Repository: UD_Nenets-Tundra
Search this treebank on-line: PML-TQ
Download all treebanks: UD 2.18
License: CC BY-SA 4.0
Genre: spoken
Questions, comments? General annotation questions (either Nenets-specific or cross-linguistic) can be raised in the main UD issue tracker. You can report bugs in this treebank in the treebank-specific issue tracker on Github. If you want to collaborate, please contact [mus • nikolett (æt) gmail • com]. Development of the treebank happens directly in the UD repository, so you may submit bug fixes as pull requests against the dev branch.
| Annotation | Source |
|---|---|
| Lemmas | annotated manually |
| UPOS | annotated manually, natively in UD style |
| XPOS | not available |
| Features | annotated manually, natively in UD style |
| Relations | annotated manually, natively in UD style |
Description
The Tundra Nenets UD treebank is converted from the Tundra Nenets mSUD treebank. The conversion from mSUD to UD is performed automatically followed by a comprehensive manual revision to ensure compliance with the UD annotation standards.
The treebank currently comprises 171 manually annotated sentences (approximately 11 minutes of recorded speech).
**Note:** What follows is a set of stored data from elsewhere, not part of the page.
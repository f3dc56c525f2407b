//! This module provides the coordinator's `CoordinatorRequest`, `RequestSender` and
//! `RequestReceiver` types.

use derive_more::From;
use displaydoc::Display;
use thiserror::Error;
use tokio::sync::{mpsc, oneshot};
use tracing::Span;

use fedsum_core::{model::ShapeError, model::SumObject, PublicKeyId};

use super::connection::{Connection, ConnectionId};

/// Errors which can occur while the coordinator handles a request.
#[derive(Debug, Display, Error)]
pub enum RequestError {
    /// The participant is already enrolled.
    AlreadyEnrolled,
    /// The connection already enrolled a participant.
    ConnectionAlreadyEnrolled,
    /// The participant is not enrolled.
    UnknownParticipant,
    /// The participant was enrolled by another connection.
    ConnectionMismatch,
    /// The participant already submitted its partial sum.
    AlreadySubmitted,
    /// The partial sum belongs to round {0} but the party is in round {1}.
    StaleRound(u64, u64),
    /// Invalid partial sum: {0}.
    InvalidPartialSum(#[from] ShapeError),
    /// The partial sums of the party could not be aggregated.
    AggregationFailed,
    /// The request could not be processed due to an internal error: {0}.
    InternalError(&'static str),
}

/// An enrollment request.
#[derive(Debug)]
pub struct EnrollRequest {
    /// The identity of the participant.
    pub public_key: PublicKeyId,
    /// The connection the participant enrolled on.
    pub connection: Connection,
}

/// A request to relay an encrypted piece.
#[derive(Debug)]
pub struct RelayRequest {
    pub from: PublicKeyId,
    pub to: PublicKeyId,
    /// The wire form of the envelope, relayed verbatim.
    pub piece: String,
}

/// A partial sum submission.
#[derive(Debug)]
pub struct PartialSumRequest {
    /// The connection the partial sum arrived on.
    pub connection_id: ConnectionId,
    /// The identity the partial sum claims to be from.
    pub from: PublicKeyId,
    pub partial_sum: SumObject,
}

/// Notification that a connection closed.
#[derive(Debug)]
pub struct DisconnectRequest {
    pub connection_id: ConnectionId,
}

/// A [`Coordinator`] request.
///
/// [`Coordinator`]: crate::coordinator::Coordinator
#[derive(Debug, From)]
pub enum CoordinatorRequest {
    Enroll(EnrollRequest),
    Relay(RelayRequest),
    PartialSum(PartialSumRequest),
    Disconnect(DisconnectRequest),
}

impl CoordinatorRequest {
    /// A short name of the request for logging.
    pub fn name(&self) -> &'static str {
        match self {
            CoordinatorRequest::Enroll(_) => "enroll",
            CoordinatorRequest::Relay(_) => "relay",
            CoordinatorRequest::PartialSum(_) => "partial_sum",
            CoordinatorRequest::Disconnect(_) => "disconnect",
        }
    }
}

/// A channel for the coordinator to send the response to a [`CoordinatorRequest`].
pub(in crate::coordinator) type ResponseSender = oneshot::Sender<Result<(), RequestError>>;

/// A handle to send requests to the [`Coordinator`].
///
/// [`Coordinator`]: crate::coordinator::Coordinator
#[derive(Clone, From, Debug)]
pub struct RequestSender(mpsc::UnboundedSender<(CoordinatorRequest, Span, ResponseSender)>);

impl RequestSender {
    /// Sends a request to the [`Coordinator`] and waits for it to be handled.
    ///
    /// # Errors
    /// Fails if the [`Coordinator`] refused the request or has already shut down.
    ///
    /// [`Coordinator`]: crate::coordinator::Coordinator
    pub async fn request(&self, req: CoordinatorRequest, span: Span) -> Result<(), RequestError> {
        let (resp_tx, resp_rx) = oneshot::channel::<Result<(), RequestError>>();
        self.0.send((req, span, resp_tx)).map_err(|_| {
            RequestError::InternalError(
                "failed to send request to the coordinator: coordinator is shutting down",
            )
        })?;
        resp_rx.await.map_err(|_| {
            RequestError::InternalError("failed to receive response from the coordinator")
        })?
    }

    #[cfg(test)]
    pub fn is_closed(&self) -> bool {
        self.0.is_closed()
    }
}

/// The receiver half of the request channel that is used by the [`Coordinator`] to receive
/// requests.
///
/// [`Coordinator`]: crate::coordinator::Coordinator
#[derive(From, Debug)]
pub struct RequestReceiver(mpsc::UnboundedReceiver<(CoordinatorRequest, Span, ResponseSender)>);

impl RequestReceiver {
    /// Creates a new request channel and returns the [`RequestReceiver`] as well as the
    /// [`RequestSender`] half.
    pub fn new() -> (Self, RequestSender) {
        let (tx, rx) = mpsc::unbounded_channel::<(CoordinatorRequest, Span, ResponseSender)>();
        let receiver = RequestReceiver::from(rx);
        let handle = RequestSender::from(tx);
        (receiver, handle)
    }

    /// Receives the next request.
    /// See [the `tokio` documentation][receive] for more information.
    ///
    /// [receive]: https://docs.rs/tokio/1/tokio/sync/mpsc/struct.UnboundedReceiver.html#method.recv
    pub async fn recv(&mut self) -> Option<(CoordinatorRequest, Span, ResponseSender)> {
        self.0.recv().await
    }
}
use derive_more::Display;

use fedsum_core::{
    crypto::PublicEncryptKey,
    model::{PrivatePart, Shape, SumObject},
    PublicKeyId,
};

/// The name of the phase a participant is in.
#[derive(Debug, Display, Clone, Copy, PartialEq, Eq, Hash)]
pub enum PhaseName {
    #[display(fmt = "Disconnected")]
    Disconnected,
    #[display(fmt = "Connected")]
    Connected,
    #[display(fmt = "Enrolled")]
    Enrolled,
    #[display(fmt = "AwaitingCompleteRoster")]
    AwaitingCompleteRoster,
    #[display(fmt = "Sharing")]
    Sharing,
    #[display(fmt = "AwaitingPartialSums")]
    AwaitingPartialSums,
    #[display(fmt = "PartialSumSubmitted")]
    PartialSumSubmitted,
}

impl PhaseName {
    /// Whether a round has been started and not been reset since.
    pub fn in_round(self) -> bool {
        matches!(
            self,
            Self::Sharing | Self::AwaitingPartialSums | Self::PartialSumSubmitted
        )
    }
}

/// Another member of the participant's party.
#[derive(Debug)]
pub(crate) struct Friend {
    pub public_key: PublicKeyId,
    pub key: PublicEncryptKey,
    /// The piece received from this friend, kept until the partial sum is computed.
    pub piece: Option<SumObject>,
}

/// The data of a started round.
#[derive(Debug)]
pub(crate) struct Round {
    pub shapes: Vec<Shape>,
    /// The piece of the update the participant keeps for itself.
    pub residual: PrivatePart,
}
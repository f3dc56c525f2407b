//! A websocket API for the secure sum protocol.
//!
//! Every participant holds a single websocket connection. Any request that can be upgraded is
//! accepted regardless of its path; other requests are answered with a JSON error. Each text
//! frame carries one control message, see [`fedsum_core::message`].

use std::{convert::Infallible, future::Future, net::SocketAddr};

use futures::{SinkExt, StreamExt};
use serde_json::json;
use thiserror::Error;
use tracing::{debug, info, info_span, warn};
use tracing_futures::Instrument;
use warp::{
    ws::{self, WebSocket, Ws},
    Filter,
};

use crate::{coordinator::connection::Connection, services::MessageHandler, settings::ApiSettings};

#[derive(Debug, Error)]
/// Errors of the websocket server.
pub enum ApiError {
    #[error("failed to bind the websocket endpoint: {0}")]
    Bind(#[from] warp::Error),
}

/// Starts the websocket server at the configured address and runs it until it fails.
///
/// # Errors
/// Fails if the address can't be bound.
pub async fn serve(api_settings: ApiSettings, handler: MessageHandler) -> Result<(), ApiError> {
    let (address, server) = bind(api_settings.bind_address, handler)?;
    info!("websocket endpoint listening on {}", address);
    server.await;
    Ok(())
}

/// Binds the websocket server to `address` and returns the bound address together with the
/// server future. Binding to port `0` picks a free port.
///
/// # Errors
/// Fails if the address can't be bound.
pub fn bind(
    address: SocketAddr,
    handler: MessageHandler,
) -> Result<(SocketAddr, impl Future<Output = ()> + 'static), ApiError> {
    let socket = warp::ws()
        .and(with_message_handler(handler))
        .map(|ws: Ws, handler: MessageHandler| {
            ws.on_upgrade(move |socket| handle_socket(socket, handler))
        });
    let fallback =
        warp::any().map(|| warp::reply::json(&json!({ "error": "Could not upgrade protocol" })));

    let routes = socket.or(fallback).with(warp::log("ws"));
    warp::serve(routes)
        .try_bind_ephemeral(address)
        .map_err(ApiError::from)
}

/// Converts a message handler into a `warp` filter.
fn with_message_handler(
    handler: MessageHandler,
) -> impl Filter<Extract = (MessageHandler,), Error = Infallible> + Clone {
    warp::any().map(move || handler.clone())
}

/// Drives a single websocket connection until it closes.
///
/// Frames are handled one after the other, so the messages of a connection reach the coordinator
/// in the order they arrived. Outbound messages are written by a separate task.
async fn handle_socket(socket: WebSocket, handler: MessageHandler) {
    let (connection, mut outbound) = Connection::new();
    let connection_id = connection.id();
    let span = info_span!("connection", id = %connection_id);

    async move {
        info!("connection opened");
        let (mut sink, mut stream) = socket.split();

        let writer = tokio::spawn(
            async move {
                while let Some(message) = outbound.recv().await {
                    if let Err(err) = sink.send(ws::Message::text(message.encode())).await {
                        debug!("failed to write to socket: {}", err);
                        break;
                    }
                }
                let _ = sink.close().await;
            }
            .in_current_span(),
        );

        while let Some(frame) = stream.next().await {
            let frame = match frame {
                Ok(frame) => frame,
                Err(err) => {
                    warn!("failed to read from socket: {}", err);
                    break;
                }
            };
            if frame.is_close() {
                break;
            }
            if !frame.is_text() && !frame.is_binary() {
                continue;
            }
            match std::str::from_utf8(frame.as_bytes()) {
                Ok(text) => handler.handle_message(&connection, text).await,
                Err(_) => {
                    connection.send(fedsum_core::message::Message::parse_error());
                }
            }
        }

        handler.handle_disconnect(connection_id).await;
        // the coordinator may still hold a handle to this connection
        writer.abort();
        info!("connection closed");
    }
    .instrument(span)
    .await
}
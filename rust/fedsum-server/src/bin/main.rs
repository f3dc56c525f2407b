use std::{path::PathBuf, process};

use structopt::StructOpt;
use tokio::signal;
use tracing::warn;
use tracing_subscriber::FmtSubscriber;

use fedsum_server::{api, coordinator::Coordinator, services::MessageHandler, settings::Settings};

#[derive(Debug, StructOpt)]
#[structopt(name = "Coordinator")]
struct Opt {
    /// Path of the configuration file
    #[structopt(short, parse(from_os_str))]
    config_path: PathBuf,
}

#[tokio::main]
async fn main() {
    let opt = Opt::from_args();

    let settings = Settings::new(opt.config_path).unwrap_or_else(|err| {
        eprintln!("{}", err);
        process::exit(1);
    });
    let Settings {
        api: api_settings,
        party: party_settings,
        model: model_settings,
        log: log_settings,
    } = settings;

    FmtSubscriber::builder()
        .with_env_filter(log_settings.filter)
        .with_ansi(true)
        .init();

    let (coordinator, requests_tx, event_subscriber) =
        Coordinator::new(party_settings, model_settings);
    let message_handler = MessageHandler::new(&event_subscriber, requests_tx);

    tokio::select! {
        _ = coordinator.run() => {
            warn!("shutting down: coordinator terminated");
        }
        res = api::serve(api_settings, message_handler) => {
            if let Err(err) = res {
                eprintln!("{}", err);
                process::exit(1);
            }
            warn!("shutting down: websocket server terminated");
        }
        _ = signal::ctrl_c() => {}
    }
}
The data were collected during a fieldwork session conducted in Moscow in 2017 with a native speaker of Tundra Nenets (Yamal dialect). The session elicited semi-spontaneous speech through visual stimulus–based tasks, including a modified version of the [HCRC Map Task] (https://groups.inf.ed.ac.uk/maptask/maptasknxt.html) and the the so-called Pear Story narrative task (Chafe, 1980).
The spoken data were transcribed by the native speaker using standard Tundra Nenets orthography rather than phonetic or IPA-based notation. Sentence segmentation builds on the original transcription and follows a combined prosodic and semantic approach, in which intonational boundaries are treated as sentence boundaries only when they correspond to semantically complete units; otherwise, adjacent material is merged. The recordings were manually time-aligned at both sentence and lexeme levels in Praat to support morphological and syntactic analysis. The transcription reflects normalized forms and does not capture phonetic variation or morphophonological processes (e.g. sandhi), although the audio data are available for reference.
Annotation focuses on spoken-language phenomena relevant to word-level analysis, especially word boundary identification. An inductive approach was adopted, identifying recurrent phenomena in the data and assigning dedicated tags, informed by spoken UD practices and adapted to the typological properties of Tundra Nenets. The dataset consists mainly of narrative monologues and lacks interactional features such as overlap. Spoken phenomena are divided into non-lexical items (e.g. noises, pauses, hesitation markers), assigned discourse relations, and lexical disruptions (e.g. unfinished words, false starts, repetitions), which affect syntactic structure; pauses are treated either as punctuation or discourse elements depending on function.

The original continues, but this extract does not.